Venture funding was at its peak during the first half of 2000, when technology IPOs hit the markets by the dozens and Net stocks fueled the Nasdaq's meteoric rise. Over this six-month period, VC firms gave out more than $50 billion to new companies. Yet with the collapse of the market and slump in the technology sector, venture capitalists have tightened their belts.
A separate survey said $5.1 billion was doled out to start-ups in the same period, according to VC research firm VentureOne and accounting firm Ernst & Young. The VentureOne report was released last week.
Though the decline in funding has been jarring, 2002 may likely go down as the third or fourth biggest year ever for venture financing. The PricewaterhouseCoopers report expects financing to equal or exceed financing during 1998, when more than $22 billion was raised.
"This kind of level is more than sufficient for traditional venture capital," said Kirk Walden, national director of venture capital research at PricewaterhouseCoopers.
Traditional venture financing includes the provision of funds as well as management resources, including board members and staff. During the boom years, management involvement by VCs was often lacking, Walden said.
Software developers led the funding charge in the second quarter, according to both surveys. Software start-ups grabbed $1 billion for the quarter, followed by biotechnology companies with $958 million. Medical device companies, the third-largest group, garnered $556 million in funding, according to the MoneyTree report.
Biotech funding has continued a steady pattern of growth over the last several years, Walden said.
Despite a lukewarm market for e-business applications, software is still attractive to venture capitalists as the process of developing software isn't capital intensive; it doesn't require significant up-front investment in factories, equipment or inventory, for example.
Venture capital firms also like that software itself is a broad category, ranging from computer games to inventory management systems.
"Software is the perennial leader," Walden said.

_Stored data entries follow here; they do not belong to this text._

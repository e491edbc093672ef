//! Parsing what the user typed into the search box.
//!
//! `"exact phrase"` is kept as one segment, `-word` excludes a word, everything
//! else is split on whitespace.

use std::collections::HashSet;

/// One piece of the query.
#[derive(Debug, Clone, PartialEq, Eq)]
pub struct Segment {
    pub value: String,
    /// Was written between double quotes.
    pub exact: bool,
}

#[derive(Debug, Clone, Default, PartialEq, Eq)]
pub struct Query {
    segments: Vec<Segment>,
    excluded: Vec<String>,
}

impl Query {
    pub fn parse(text: &str) -> Self {
        let mut query = Query::default();
        let mut chars = text.chars().peekable();

        while let Some(&c) = chars.peek() {
            if c.is_whitespace() {
                chars.next();
                continue;
            }

            if c == '"' {
                chars.next();
                let phrase: String = chars.by_ref().take_while(|&c| c != '"').collect();
                let phrase = phrase.split_whitespace().collect::<Vec<_>>().join(" ");
                if !phrase.is_empty() {
                    query.segments.push(Segment {
                        value: phrase,
                        exact: true,
                    });
                }
                continue;
            }

            let mut word = String::new();
            while let Some(&c) = chars.peek() {
                if c.is_whitespace() {
                    break;
                }
                word.push(c);
                chars.next();
            }
            match word.strip_prefix('-') {
                Some(excluded) if !excluded.is_empty() => query.excluded.push(excluded.to_string()),
                _ => query.segments.push(Segment {
                    value: word,
                    exact: false,
                }),
            }
        }
        query
    }

    pub fn segments(&self) -> &[Segment] {
        &self.segments
    }

    pub fn excluded(&self) -> &[String] {
        &self.excluded
    }

    pub fn is_empty(&self) -> bool {
        self.segments.is_empty()
    }

    /// The searchable text: segments joined by a space, exclusions dropped.
    pub fn text(&self) -> String {
        self.segments
            .iter()
            .map(|s| s.value.as_str())
            .collect::<Vec<_>>()
            .join(" ")
    }

    /// Quoted terms and multi-word segments, deduplicated.
    pub fn exact_terms(&self) -> Vec<String> {
        let mut seen = HashSet::new();
        self.segments
            .iter()
            .filter(|s| s.exact || s.value.split(' ').count() > 1)
            .map(|s| s.value.clone())
            .filter(|v| seen.insert(v.clone()))
            .collect()
    }

    /// The string most worth showing first: the longest quoted term, or the
    /// whole query as typed.
    pub fn best_string_for_excerpt(&self) -> String {
        self.segments
            .iter()
            .filter(|s| s.exact)
            .map(|s| s.value.as_str())
            .fold(None, |best: Option<&str>, v| match best {
                Some(b) if b.chars().count() >= v.chars().count() => Some(b),
                _ => Some(v),
            })
            .map(str::to_string)
            .unwrap_or_else(|| self.text())
    }

    /// Whether phrase promotion applies: several segments, or any exact term.
    pub fn wants_phrase_first(&self) -> bool {
        self.segments.len() > 1 || !self.exact_terms().is_empty()
    }
}

#[cfg(test)]
mod tests {
    use super::*;

    #[test]
    fn plain_words() {
        let q = Query::parse("machine  learning");
        assert_eq!(q.text(), "machine learning");
        assert!(q.exact_terms().is_empty());
        assert_eq!(q.best_string_for_excerpt(), "machine learning");
        assert!(q.wants_phrase_first());
    }

    #[test]
    fn quoted_and_excluded() {
        let q = Query::parse("rust \"borrow  checker\" -python \"ownership\"");
        assert_eq!(q.text(), "rust borrow checker ownership");
        assert_eq!(q.excluded(), ["python".to_string()]);
        assert_eq!(q.exact_terms(), vec!["borrow checker", "ownership"]);
        assert_eq!(q.best_string_for_excerpt(), "borrow checker");
    }

    #[test]
    fn single_word_does_not_promote() {
        let q = Query::parse("  rust ");
        assert_eq!(q.segments().len(), 1);
        assert!(!q.wants_phrase_first());
    }

    #[test]
    fn unterminated_quote_takes_the_rest() {
        let q = Query::parse("\"open ended");
        assert_eq!(q.exact_terms(), vec!["open ended"]);
    }

    #[test]
    fn lone_dash_is_a_word() {
        let q = Query::parse("a - b");
        assert_eq!(q.text(), "a - b");
        assert!(q.excluded().is_empty());
        assert!(Query::parse("").is_empty());
    }
}
//! Query pipeline: parse → query expression → store lookup → matches → excerpts.

use std::path::PathBuf;

use serde::Serialize;

use crate::config::SearchSettings;
use crate::excerpt::{make_excerpt, Notifier, ResultExcerpt};
use crate::matches::{get_matches, SearchMatch};
use crate::query::Query;
use crate::registry::TokenizerRegistry;
use crate::store::TokenStore;
use crate::tokenize::tokenize_for_search;

/// One note that matched, with what to highlight and show.
#[derive(Debug, Clone, Serialize)]
pub struct NoteHit {
    pub path: PathBuf,
    pub matches: Vec<SearchMatch>,
    pub excerpts: Vec<ResultExcerpt>,
}

/// Words to highlight for `query`: every term of its expression plus the exact terms.
pub fn highlight_words(query: &Query, registry: &TokenizerRegistry) -> Vec<String> {
    let mut words = tokenize_for_search(&query.text(), registry).terms();
    for term in query.exact_terms() {
        if !words.contains(&term) {
            words.push(term);
        }
    }
    words
}

/// Searches `store` and builds up to `max_excerpts` excerpts per hit, one per
/// match, in match order.
pub fn search_notes(
    store: &TokenStore,
    registry: &TokenizerRegistry,
    settings: &SearchSettings,
    text: &str,
    max_excerpts: usize,
    notifier: &dyn Notifier,
) -> Vec<NoteHit> {
    let query = Query::parse(text);
    let expr = tokenize_for_search(&query.text(), registry);
    let words = highlight_words(&query, registry);

    store
        .search(&expr)
        .into_iter()
        .filter(|item| {
            let body = item.note.body.to_lowercase();
            !query.excluded().iter().any(|x| body.contains(&x.to_lowercase()))
        })
        .map(|item| {
            let body = &item.note.body;
            let matches = get_matches(body, &words, Some(&query), settings);
            let excerpts = matches
                .iter()
                .take(max_excerpts)
                .map(|m| make_excerpt(body, Some(m.offset), settings, notifier))
                .collect();
            NoteHit {
                path: item.note.path.clone(),
                matches,
                excerpts,
            }
        })
        .collect()
}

Separately, the number of companies raising an initial round of venture capital has been increasing slightly over the last several quarters, indicating that venture capitalists are still willing to take a chance on new ideas and growing companies. A quarter of all companies that raised funding in the second quarter were collecting their first round of financing, according the MoneyTree report.
"Companies getting funding today will require care and feeding," Walden said. "So the flow of funds will continue. It would be a great concern if VCs were shifting their pattern to invest only in later stage companies."